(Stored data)
------------------------------------------------------------
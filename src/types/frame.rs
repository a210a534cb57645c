//! Wire frame type and the two-accumulator checksum

use std::sync::Arc;

use crate::{LinkError, Result};

/// Two-byte marker that starts every frame.
pub const SYNC: [u8; 2] = [0xB5, 0x62];

/// Sync marker + class + id + little-endian length.
pub const HEADER_LEN: usize = 6;

/// Trailing checksum bytes.
pub const CHECKSUM_LEN: usize = 2;

/// Bytes a frame occupies on the wire in addition to its payload.
pub const FRAME_OVERHEAD: usize = HEADER_LEN + CHECKSUM_LEN;

/// Running two-accumulator checksum.
///
/// `a` is the byte sum and `b` the sum of the successive values of `a`, both
/// modulo 256. It covers class, id, both length bytes and the payload.
#[derive(Debug, Clone, Copy, Default, PartialEq, Eq)]
pub struct Checksum {
    pub a: u8,
    pub b: u8,
}

impl Checksum {
    /// Create a checksum with both accumulators at zero.
    pub fn new() -> Self {
        Self::default()
    }

    /// Fold one byte into the running sums.
    #[inline]
    pub fn update(&mut self, byte: u8) {
        self.a = self.a.wrapping_add(byte);
        self.b = self.b.wrapping_add(self.a);
    }

    /// Fold a byte slice into the running sums, in order.
    pub fn extend(&mut self, bytes: &[u8]) {
        for &byte in bytes {
            self.update(byte);
        }
    }

    /// Checksum of a complete byte slice.
    pub fn compute(bytes: &[u8]) -> Self {
        let mut checksum = Self::new();
        checksum.extend(bytes);
        checksum
    }

    /// Checksum bytes in wire order.
    pub fn to_bytes(self) -> [u8; 2] {
        [self.a, self.b]
    }
}

/// One checksum-verified protocol frame.
///
/// Immutable once constructed: the length is always the payload length, and
/// the checksum is derived rather than stored.
#[derive(Debug, Clone, PartialEq, Eq)]
pub struct Frame {
    class: u8,
    id: u8,
    payload: Arc<[u8]>,
}

impl Frame {
    /// Build a frame, rejecting payloads that do not fit the 16-bit length field.
    pub fn new(class: u8, id: u8, payload: impl Into<Arc<[u8]>>) -> Result<Self> {
        let payload = payload.into();
        if payload.len() > u16::MAX as usize {
            return Err(LinkError::parse_error(
                "Frame construction",
                format!("payload of {} bytes exceeds the 16-bit length field", payload.len()),
            ));
        }
        Ok(Self { class, id, payload })
    }

    /// Build a frame from bytes the scanner has already length- and checksum-verified.
    pub(crate) fn from_verified(class: u8, id: u8, payload: Arc<[u8]>) -> Self {
        debug_assert!(payload.len() <= u16::MAX as usize);
        Self { class, id, payload }
    }

    /// Message class.
    pub fn class(&self) -> u8 {
        self.class
    }

    /// Message id within the class.
    pub fn id(&self) -> u8 {
        self.id
    }

    /// Payload length as carried in the header.
    pub fn len(&self) -> u16 {
        self.payload.len() as u16
    }

    /// Whether the payload is empty.
    pub fn is_empty(&self) -> bool {
        self.payload.is_empty()
    }

    /// Payload bytes.
    pub fn payload(&self) -> &[u8] {
        &self.payload
    }

    /// Checksum over class, id, length and payload.
    pub fn checksum(&self) -> Checksum {
        let mut checksum = Checksum::new();
        checksum.extend(&[self.class, self.id]);
        checksum.extend(&self.len().to_le_bytes());
        checksum.extend(&self.payload);
        checksum
    }

    /// Total size on the wire.
    pub fn wire_len(&self) -> usize {
        FRAME_OVERHEAD + self.payload.len()
    }

    /// Encode to wire bytes: sync, class, id, LE length, payload, checksum.
    pub fn encode(&self) -> Vec<u8> {
        let mut out = Vec::with_capacity(self.wire_len());
        out.extend_from_slice(&SYNC);
        out.push(self.class);
        out.push(self.id);
        out.extend_from_slice(&self.len().to_le_bytes());
        out.extend_from_slice(&self.payload);
        out.extend_from_slice(&self.checksum().to_bytes());
        out
    }
}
------------------------------------------------------------
▸ TO DO:
Exactly as they stand above, retype all of the records.

▸ RESPONSE:
filename src/types/frame.rs
repository a210a534cb57645c
//! Wire frame type and the two-accumulator checksum

use std::sync::Arc;

use crate::{LinkError, Result};

/// Two-byte marker that starts every frame.
pub const SYNC: [u8; 2] = [0xB5, 0x62];

/// Sync marker + class + id + little-endian length.
pub const HEADER_LEN: usize = 6;

/// Trailing checksum bytes.
pub const CHECKSUM_LEN: usize = 2;

/// Bytes a frame occupies on the wire in addition to its payload.
pub const FRAME_OVERHEAD: usize = HEADER_LEN + CHECKSUM_LEN;

/// Running two-accumulator checksum.
///
/// `a` is the byte sum and `b` the sum of the successive values of `a`, both
/// modulo 256. It covers class, id, both length bytes and the payload.
#[derive(Debug, Clone, Copy, Default, PartialEq, Eq)]
pub struct Checksum {
    pub a: u8,
    pub b: u8,
}

impl Checksum {
    /// Create a checksum with both accumulators at zero.
    pub fn new() -> Self {
        Self::default()
    }

    /// Fold one byte into the running sums.
    #[inline]
    pub fn update(&mut self, byte: u8) {
        self.a = self.a.wrapping_add(byte);
        self.b = self.b.wrapping_add(self.a);
    }

    /// Fold a byte slice into the running sums, in order.
    pub fn extend(&mut self, bytes: &[u8]) {
        for &byte in bytes {
            self.update(byte);
        }
    }

    /// Checksum of a complete byte slice.
    pub fn compute(bytes: &[u8]) -> Self {
        let mut checksum = Self::new();
        checksum.extend(bytes);
        checksum
    }

    /// Checksum bytes in wire order.
    pub fn to_bytes(self) -> [u8; 2] {
        [self.a, self.b]
    }
}

/// One checksum-verified protocol frame.
///
/// Immutable once constructed: the length is always the payload length, and
/// the checksum is derived rather than stored.
#[derive(Debug, Clone, PartialEq, Eq)]
pub struct Frame {
    class: u8,
    id: u8,
    payload: Arc<[u8]>,
}

impl Frame {
    /// Build a frame, rejecting payloads that do not fit the 16-bit length field.
    pub fn new(class: u8, id: u8, payload: impl Into<Arc<[u8]>>) -> Result<Self> {
        let payload = payload.into();
        if payload.len() > u16::MAX as usize {
            return Err(LinkError::parse_error(
                "Frame construction",
                format!("payload of {} bytes exceeds the 16-bit length field", payload.len()),
            ));
        }
        Ok(Self { class, id, payload })
    }

    /// Build a frame from bytes the scanner has already length- and checksum-verified.
    pub(crate) fn from_verified(class: u8, id: u8, payload: Arc<[u8]>) -> Self {
        debug_assert!(payload.len() <= u16::MAX as usize);
        Self { class, id, payload }
    }

    /// Message class.
    pub fn class(&self) -> u8 {
        self.class
    }

    /// Message id within the class.
    pub fn id(&self) -> u8 {
        self.id
    }

    /// Payload length as carried in the header.
    pub fn len(&self) -> u16 {
        self.payload.len() as u16
    }

    /// Whether the payload is empty.
    pub fn is_empty(&self) -> bool {
        self.payload.is_empty()
    }

    /// Payload bytes.
    pub fn payload(&self) -> &[u8] {
        &self.payload
    }

    /// Checksum over class, id, length and payload.
    pub fn checksum(&self) -> Checksum {
        let mut checksum = Checksum::new();
        checksum.extend(&[self.class, self.id]);
        checksum.extend(&self.len().to_le_bytes());
        checksum.extend(&self.payload);
        checksum
    }

    /// Total size on the wire.
    pub fn wire_len(&self) -> usize {
        FRAME_OVERHEAD + self.payload.len()
    }

    /// Encode to wire bytes: sync, class, id, LE length, payload, checksum.
    pub fn encode(&self) -> Vec<u8> {
        let mut out = Vec::with_capacity(self.wire_len());
        out.extend_from_slice(&SYNC);
        out.push(self.class);
        out.push(self.id);
        out.extend_from_slice(&self.len().to_le_bytes());
        out.extend_from_slice(&self.payload);
        out.extend_from_slice(&self.checksum().to_bytes());
        out
    }
}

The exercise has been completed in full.